Photovoltaic model parameters identification using Northern Goshawk Optimization algorithm

Abstract

The massive integration of photovoltaic (PV) systems into electric power grids creates a slew of new issues in today's power systems. Accurate modeling of photovoltaic modules is critical in strengthening the characteristics of its systems in simulation assessments. Modeling such PV systems is represented by a nonlinear current-voltage characteristic curve behavior with numerous unknown parameters due to insufficient data in the cells' datasheet. This manuscript presents an application of a recently introduced optimization algorithm called Northern Goshawk Optimization (NGO) for parameter identification of the triple diode model of the PV module. Three commercial PV modules are utilized in this study to accomplish this task. These models are multi-crystalline structures like Photowatt-PWP201 and Kyocera KC200GT and mono-crystalline like Canadian Solar CS6K-280 M. The simulation results show the ability of the NGO to extract the model parameters accurately.
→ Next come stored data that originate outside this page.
//! Single-construction guard for the shared store
//!
//! Many callers may ask for the store at once (worker threads, request
//! handlers). `StoreCell` opens it on first demand and hands every caller
//! the same `Arc`. The cell is an ordinary value owned by the application;
//! there is no process-global instance.

use crate::errors::{lock_poisoned, Result};
use crate::store::UserStore;
use std::path::{Path, PathBuf};
use std::sync::{Arc, Mutex, OnceLock};

pub struct StoreCell {
    path: Option<PathBuf>,
    store: OnceLock<Arc<UserStore>>,
    init_lock: Mutex<()>,
}

impl StoreCell {
    /// Cell for a database file; nothing is opened until first use
    pub fn new<P: AsRef<Path>>(path: P) -> Self {
        Self {
            path: Some(path.as_ref().to_path_buf()),
            store: OnceLock::new(),
            init_lock: Mutex::new(()),
        }
    }

    /// Cell for a private in-memory database
    pub fn in_memory() -> Self {
        Self {
            path: None,
            store: OnceLock::new(),
            init_lock: Mutex::new(()),
        }
    }

    /// The store, opening it if no caller has yet
    ///
    /// Double-checked: the fast path is a lock-free read; only callers that
    /// race on the first open take the lock, and only one of them opens. A
    /// failed open leaves the cell empty so a later call can retry.
    ///
    /// # Errors
    /// Whatever [`UserStore::open`] reports.
    pub fn get_or_open(&self) -> Result<Arc<UserStore>> {
        if let Some(store) = self.store.get() {
            return Ok(store.clone());
        }

        let _guard = self.init_lock.lock().map_err(|_| lock_poisoned("store_open"))?;
        if let Some(store) = self.store.get() {
            return Ok(store.clone());
        }

        let store = Arc::new(match &self.path {
            Some(path) => UserStore::open(path)?,
            None => UserStore::open_in_memory()?,
        });
        tracing::debug!(path = ?self.path, "opened shared user store");

        // Only this thread can set the cell while holding `init_lock`
        let _ = self.store.set(store.clone());
        Ok(store)
    }

    /// The store if it has been opened
    pub fn get(&self) -> Option<Arc<UserStore>> {
        self.store.get().cloned()
    }
}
Experimental validation of the estimated parameters using the NGO optimizer is accomplished and compared with the simulation results under various environmental conditions. The simulation results show the superiority of the NGO over competitive optimization algorithms in terms of convergence speed and accuracy. The NGO can reduce the cost function to 1.35E-05, 9.42E-05, and 0.000195 for the PWP-201, KC200GT, and Canadian Solar CS6K-M modules. Moreover, the robustness of the NGO is evaluated by the statistical analysis and the Wilcoxon rank test.